I was impressed that God did an encore!

----------


## MotherOcean

What a beautiful picture.

----------


## MIke R

I understand you are visiting us this summer....is that true?

----------


## MotherOcean

Mike, yes we are and we are so excited. Hope to meet you, Wendy and Lena. I hear Carol is working on something and Kevin and Kate may be joining too. Sounds like great fun!! 

I told Carol that I want to go home sick of seafood if that is possible so don't tell the fish we are coming. We have never traveled to the Cape area and it looks beautiful. 

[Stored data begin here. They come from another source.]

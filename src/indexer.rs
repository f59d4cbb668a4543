//! Index orchestration: keeps the vector and keyword indexes in step with
//! newly stored records.
//!
//! One coordinator call embeds a whole batch, updates the vector index
//! (which persists itself), then rebuilds the keyword index over the same
//! batch — strictly in that order. There is no transaction spanning the two
//! indexes: if the keyword step were ever to fail after the vector step
//! succeeded, the vector additions stay. Retrieval treats a record present
//! in one index but not the other as ordinary, not anomalous.

use anyhow::{Context, Result};
use parking_lot::RwLock;
use std::sync::Arc;

use crate::embedding::EmbeddingProvider;
use crate::keyword_index::KeywordIndex;
use crate::models::EmailRecord;
use crate::vector_index::VectorIndex;

/// Coordinates semantic and keyword index updates.
///
/// Index instances are shared with the retrieval side; the coordinator takes
/// the write lock only around the in-memory mutation, never across an await.
/// Concurrent `index_emails` calls on the same instances are not supported —
/// callers serialize them.
pub struct IndexCoordinator {
    embedder: Arc<dyn EmbeddingProvider>,
    vector_index: Arc<RwLock<VectorIndex>>,
    keyword_index: Arc<RwLock<KeywordIndex>>,
}

impl IndexCoordinator {
    pub fn new(
        embedder: Arc<dyn EmbeddingProvider>,
        vector_index: Arc<RwLock<VectorIndex>>,
        keyword_index: Arc<RwLock<KeywordIndex>>,
    ) -> Self {
        Self {
            embedder,
            vector_index,
            keyword_index,
        }
    }

    /// Embed and index a batch of persisted records. Returns the number of
    /// records indexed; an empty batch is a no-op returning 0.
    pub async fn index_emails(&self, emails: &[EmailRecord]) -> Result<usize> {
        if emails.is_empty() {
            return Ok(0);
        }

        let texts: Vec<String> = emails.iter().map(|e| e.plain_text.clone()).collect();
        let vectors = self
            .embedder
            .embed(&texts)
            .await
            .context("failed to embed email batch")?;
        let ids: Vec<i64> = emails.iter().map(|e| e.id).collect();

        // Vector index first; persists before the keyword rebuild starts.
        self.vector_index
            .write()
            .add_items(&ids, &vectors)
            .context("failed to add embeddings to vector index")?;

        self.keyword_index.write().build(emails.iter());

        tracing::info!(count = emails.len(), "indexed email batch");
        Ok(emails.len())
    }
}

#[cfg(test)]
mod tests {
    use super::*;
    use crate::test_support::{records, FakeEmbedder};

    fn coordinator(dir: &tempfile::TempDir) -> (IndexCoordinator, Arc<RwLock<VectorIndex>>, Arc<RwLock<KeywordIndex>>) {
        let embedder = Arc::new(FakeEmbedder::new(4));
        let vector = Arc::new(RwLock::new(VectorIndex::create(
            4,
            dir.path().join("vectors.idx"),
        )));
        let keyword = Arc::new(RwLock::new(KeywordIndex::new()));
        (
            IndexCoordinator::new(embedder.clone(), vector.clone(), keyword.clone()),
            vector,
            keyword,
        )
    }

    #[tokio::test]
    async fn test_empty_batch_is_noop() {
        let dir = tempfile::TempDir::new().unwrap();
        let (coordinator, vector, keyword) = coordinator(&dir);

        let indexed = coordinator.index_emails(&[]).await.unwrap();
        assert_eq!(indexed, 0);
        assert!(vector.read().is_empty());
        assert_eq!(keyword.read().term_count(), 0);
    }

    #[tokio::test]
    async fn test_batch_lands_in_both_indexes() {
        let dir = tempfile::TempDir::new().unwrap();
        let (coordinator, vector, keyword) = coordinator(&dir);
        let batch = records(&[(1, "standup", "notes from monday"), (2, "deploy", "friday rollout")]);

        let indexed = coordinator.index_emails(&batch).await.unwrap();
        assert_eq!(indexed, 2);
        assert_eq!(vector.read().len(), 2);
        assert_eq!(keyword.read().search("rollout", 10), vec![2]);
        assert_eq!(keyword.read().search("standup", 10), vec![1]);
    }

    #[tokio::test]
    async fn test_embedding_failure_leaves_keyword_index_untouched() {
        let dir = tempfile::TempDir::new().unwrap();
        let embedder = Arc::new(crate::embedding::DisabledEmbedder);
        let vector = Arc::new(RwLock::new(VectorIndex::create(
            4,
            dir.path().join("vectors.idx"),
        )));
        let keyword = Arc::new(RwLock::new(KeywordIndex::new()));
        let coordinator =
            IndexCoordinator::new(embedder, vector.clone(), keyword.clone());

        let batch = records(&[(1, "subject", "body")]);
        assert!(coordinator.index_emails(&batch).await.is_err());
        assert!(vector.read().is_empty());
        assert_eq!(keyword.read().term_count(), 0);
    }

    #[tokio::test]
    async fn test_wrong_width_embedder_fails_before_keyword_build() {
        let dir = tempfile::TempDir::new().unwrap();
        // Index is 8-wide, embedder produces 4-wide vectors.
        let embedder = Arc::new(FakeEmbedder::new(4));
        let vector = Arc::new(RwLock::new(VectorIndex::create(
            8,
            dir.path().join("vectors.idx"),
        )));
        let keyword = Arc::new(RwLock::new(KeywordIndex::new()));
        let coordinator =
            IndexCoordinator::new(embedder, vector.clone(), keyword.clone());

        let batch = records(&[(1, "subject", "body")]);
        let err = coordinator.index_emails(&batch).await.unwrap_err();
        assert!(err.to_string().contains("vector index"));
        assert!(vector.read().is_empty());
        assert_eq!(keyword.read().term_count(), 0);
    }
}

Hope to capture some awesome pics of sunrise and sunsets!!

----------


## MIke R

sounds great...yes I have been discussing with Carol how we can all get together and what we can do...you HAVE to do the Beachcomber for sure.... ...the girls come down on Sunday the 14th and my older daughter and her bf on the 12th....so everyone will be there to help do an early celebration of Lena's tenth birthday....should be fun....

----------


## amyb

Ten  already? My oh my!

----------


## MotherOcean

Wow, 10 years old? They grow fast don't they?? Things are or will be changing fast for Lena. Hang on pops, but this isn't your first rodeo is it? LOL

Oh, and yes I will be checking a bag for this trip......

----------


## MIke R

nope,.... I got one 37.....now THATS depressing....LOL

----------


## MIke R

and yes she turns 10 on the 17th, but they have to be back home for a basketball camp so we are celebrating it that weekend before

----------


## sbhlvr

I can't wait...but this is the time of year that I want the days to pass in 1/4 time. Let's not hurry it up.
Lena's bday is the 17th? That's Dave's dads bday! My dads is the 20th. Great star sign.

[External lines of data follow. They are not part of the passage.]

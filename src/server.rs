//! HTTP API server.
//!
//! Exposes mailmind over a JSON HTTP API for UI frontends and automation.
//!
//! # Endpoints
//!
//! | Method | Path | Description |
//! |--------|------|-------------|
//! | `GET`  | `/health` | Health check (returns version) |
//! | `POST` | `/search` | Keyword/semantic/hybrid search |
//! | `POST` | `/sync` | Fetch, store, and index new mail |
//! | `POST` | `/chat` | Chat grounded in the archive |
//! | `POST` | `/draft` | Generate an email draft |
//! | `GET`  | `/emails/recent` | Most recent emails |
//! | `GET`  | `/emails/{id}` | Full email by id |
//!
//! # Error Contract
//!
//! All error responses share one envelope:
//!
//! ```json
//! { "error": { "code": "bad_request", "message": "query must not be empty" } }
//! ```
//!
//! Error codes: `bad_request` (400), `not_found` (404), `misconfigured`
//! (400), `internal` (500). Configuration problems (disabled providers,
//! index dimensionality disagreements) surface as `misconfigured`; a search
//! that merely finds less than expected is an ordinary shorter result list.

use axum::{
    extract::{Path, Query, State},
    http::StatusCode,
    response::{IntoResponse, Response},
    routing::{get, post},
    Json, Router,
};
use parking_lot::RwLock;
use serde::{Deserialize, Serialize};
use std::sync::Arc;
use tower_http::cors::{Any, CorsLayer};

use crate::chat::ChatService;
use crate::config::Config;
use crate::db;
use crate::draft::DraftingService;
use crate::embedding::create_embedder;
use crate::indexer::IndexCoordinator;
use crate::ingest::IngestionService;
use crate::keyword_index::KeywordIndex;
use crate::llm::{create_generator, ChatMessage};
use crate::mail::create_mail_client;
use crate::migrate;
use crate::models::EmailRecord;
use crate::retrieval::SearchService;
use crate::store::{EmailStore, SqliteEmailStore};
use crate::summarize::create_summarizer;
use crate::vector_index::VectorIndex;

/// Shared application state passed to all route handlers.
#[derive(Clone)]
struct AppState {
    config: Arc<Config>,
    store: Arc<dyn EmailStore>,
    /// Present when an embedding provider is configured.
    search: Option<Arc<SearchService>>,
    /// Present when a generation provider is configured.
    chat: Option<Arc<ChatService>>,
    drafting: Option<Arc<DraftingService>>,
    /// Present when both mail and embedding providers are configured.
    ingestion: Option<Arc<IngestionService>>,
}

/// Starts the HTTP server.
///
/// Binds to `[server].bind` and serves until the process terminates.
/// Schema migrations run first, so a fresh database works without a
/// separate `init`.
pub async fn run_server(config: &Config) -> anyhow::Result<()> {
    let bind_addr = config.server.bind.clone();
    let state = build_state(config).await?;

    let cors = CorsLayer::new()
        .allow_origin(Any)
        .allow_methods(Any)
        .allow_headers(Any);

    let app = Router::new()
        .route("/health", get(handle_health))
        .route("/search", post(handle_search))
        .route("/sync", post(handle_sync))
        .route("/chat", post(handle_chat))
        .route("/draft", post(handle_draft))
        .route("/emails/recent", get(handle_recent))
        .route("/emails/{id}", get(handle_get_email))
        .layer(cors)
        .with_state(state);

    println!("mailmind server listening on http://{}", bind_addr);

    let listener = tokio::net::TcpListener::bind(&bind_addr).await?;
    axum::serve(listener, app).await?;

    Ok(())
}

/// Wire up every service the configuration enables.
async fn build_state(config: &Config) -> anyhow::Result<AppState> {
    let pool = db::connect(&config.db.path).await?;
    migrate::run_migrations(&pool).await?;
    let store: Arc<dyn EmailStore> = Arc::new(SqliteEmailStore::new(pool));

    let mut search = None;
    let mut ingestion = None;

    if config.embedding.is_enabled() {
        let embedder = create_embedder(&config.embedding)?;
        // dims is validated non-zero whenever embedding is enabled.
        let dims = config.embedding.dims.unwrap_or(0);
        let vector_index = Arc::new(RwLock::new(VectorIndex::open(
            dims,
            &config.vector_index.path,
        )?));
        let keyword_index = Arc::new(RwLock::new(KeywordIndex::new()));

        search = Some(Arc::new(SearchService::new(
            store.clone(),
            embedder.clone(),
            vector_index.clone(),
        )));

        if config.mail.is_enabled() {
            let coordinator =
                IndexCoordinator::new(embedder, vector_index, keyword_index);
            let summarizer = if config.summarizer.is_enabled() {
                Some(create_summarizer(&config.summarizer)?)
            } else {
                None
            };
            ingestion = Some(Arc::new(IngestionService::new(
                create_mail_client(&config.mail)?,
                store.clone(),
                summarizer,
                coordinator,
            )));
        }
    }

    let (chat, drafting) = if config.generation.is_enabled() {
        let generator = create_generator(&config.generation)?;
        match &search {
            Some(search) => (
                Some(Arc::new(ChatService::new(search.clone(), generator.clone()))),
                Some(Arc::new(DraftingService::new(search.clone(), generator))),
            ),
            None => (None, None),
        }
    } else {
        (None, None)
    };

    Ok(AppState {
        config: Arc::new(config.clone()),
        store,
        search,
        chat,
        drafting,
        ingestion,
    })
}

// ============ Error response ============

/// JSON error envelope.
#[derive(Serialize)]
struct ErrorBody {
    error: ErrorDetail,
}

#[derive(Serialize)]
struct ErrorDetail {
    /// Machine-readable error code (e.g., `"bad_request"`, `"not_found"`).
    code: String,
    /// Human-readable error message.
    message: String,
}

/// Internal error type that converts into an HTTP response.
struct AppError {
    status: StatusCode,
    code: String,
    message: String,
}

impl IntoResponse for AppError {
    fn into_response(self) -> Response {
        let body = ErrorBody {
            error: ErrorDetail {
                code: self.code,
                message: self.message,
            },
        };
        (self.status, Json(body)).into_response()
    }
}

fn bad_request(message: impl Into<String>) -> AppError {
    AppError {
        status: StatusCode::BAD_REQUEST,
        code: "bad_request".to_string(),
        message: message.into(),
    }
}

fn not_found(message: impl Into<String>) -> AppError {
    AppError {
        status: StatusCode::NOT_FOUND,
        code: "not_found".to_string(),
        message: message.into(),
    }
}

/// A provider the request needs is disabled or misconfigured.
fn misconfigured(message: impl Into<String>) -> AppError {
    AppError {
        status: StatusCode::BAD_REQUEST,
        code: "misconfigured".to_string(),
        message: message.into(),
    }
}

fn internal(message: impl Into<String>) -> AppError {
    AppError {
        status: StatusCode::INTERNAL_SERVER_ERROR,
        code: "internal".to_string(),
        message: message.into(),
    }
}

/// Map service errors to the most appropriate HTTP error. Index and
/// provider-configuration failures indicate an operator problem, not a bad
/// request, and get the `misconfigured` code.
fn classify_error(err: anyhow::Error) -> AppError {
    let msg = format!("{:#}", err);

    if msg.contains("not found") {
        not_found(msg)
    } else if msg.contains("disabled")
        || msg.contains("dimension")
        || msg.contains("dims")
        || msg.contains("OPENAI_API_KEY")
        || msg.contains("token file")
    {
        misconfigured(msg)
    } else if msg.contains("must not be empty") || msg.contains("Unknown search mode") {
        bad_request(msg)
    } else {
        internal(msg)
    }
}

// ============ Wire shapes ============

#[derive(Serialize)]
struct HealthResponse {
    status: String,
    version: String,
}

#[derive(Deserialize)]
struct SearchRequest {
    query: String,
    #[serde(default = "default_mode")]
    mode: String,
    #[serde(default)]
    limit: Option<usize>,
}

fn default_mode() -> String {
    "semantic".to_string()
}

/// Listing shape: metadata plus summary, no bodies.
#[derive(Serialize)]
struct EmailSummary {
    id: i64,
    subject: String,
    from_address: String,
    to_addresses: String,
    date: String,
    summary: Option<String>,
}

impl EmailSummary {
    fn from_record(record: &EmailRecord) -> Self {
        Self {
            id: record.id,
            subject: record.subject.clone(),
            from_address: record.from_address.clone(),
            to_addresses: record.to_addresses.clone(),
            date: format_ts_iso(record.date),
            summary: record.summary.clone(),
        }
    }
}

#[derive(Serialize)]
struct SearchResponse {
    results: Vec<EmailSummary>,
}

#[derive(Serialize)]
struct EmailDetail {
    id: i64,
    message_id: String,
    thread_id: String,
    subject: String,
    from_address: String,
    to_addresses: String,
    cc_addresses: Option<String>,
    bcc_addresses: Option<String>,
    date: String,
    summary: Option<String>,
    plain_text: String,
}

#[derive(Deserialize)]
struct SyncRequest {
    #[serde(default = "default_max_results")]
    max_results: usize,
}

fn default_max_results() -> usize {
    200
}

#[derive(Serialize)]
struct SyncResponse {
    imported: usize,
    indexed: usize,
}

#[derive(Deserialize)]
struct ChatRequest {
    messages: Vec<ChatMessage>,
    #[serde(default)]
    top_k: Option<usize>,
}

#[derive(Serialize)]
struct ChatResponse {
    reply: String,
}

#[derive(Deserialize)]
struct DraftRequest {
    instruction: String,
    #[serde(default)]
    related_query: Option<String>,
}

#[derive(Serialize)]
struct DraftResponse {
    draft: String,
}

#[derive(Deserialize)]
struct RecentParams {
    #[serde(default)]
    limit: Option<usize>,
}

Mike, did you see that it's restaurant week in Wellfleet? Half price specials at the comber if you'll be around.

----------


## andynap

> and yes she turns 10 on the 17th, but they have to be back home for a basketball camp so we are celebrating it that weekend before



If it's the 17th of June, that's my daughter-in-law's birthday.

----------


## MIke R

I wish it was the 17th of June....she was late and had to be induced and it cost me a summer on the Cape that year...it is  the 17th of July

----------


## MIke R

> .
> 
> Mike, did you see that it's restaurant week in Wellfleet? Half price specials at the comber if you'll be around.



I did....I go back Thursday morning...I wanted to go back tomorrow night but Wendi and her damn drinking club meeting...er..I mean bookclub meeting, put the clamps on that idea...

----------


## sbhlvr

my mom was a member of a "bridge club".....I often wondered how much card gaming was going on. It has since disbanded but my group was staright up... the Martini girls. We weren't fooling anyone. Good drinks food and gossip

----------


## MIke R

I like bookclub night...Wendi comes home tipsy and ........... :evil:

----------


## andynap

> I like bookclub night...Wendi comes home tipsy and ...........



You mean you have to get her drunk? Tsk tsk-  :Very Drunk:

----------


## MIke R

nah.....its just a bonus....she s  funny when she's had a few...

----------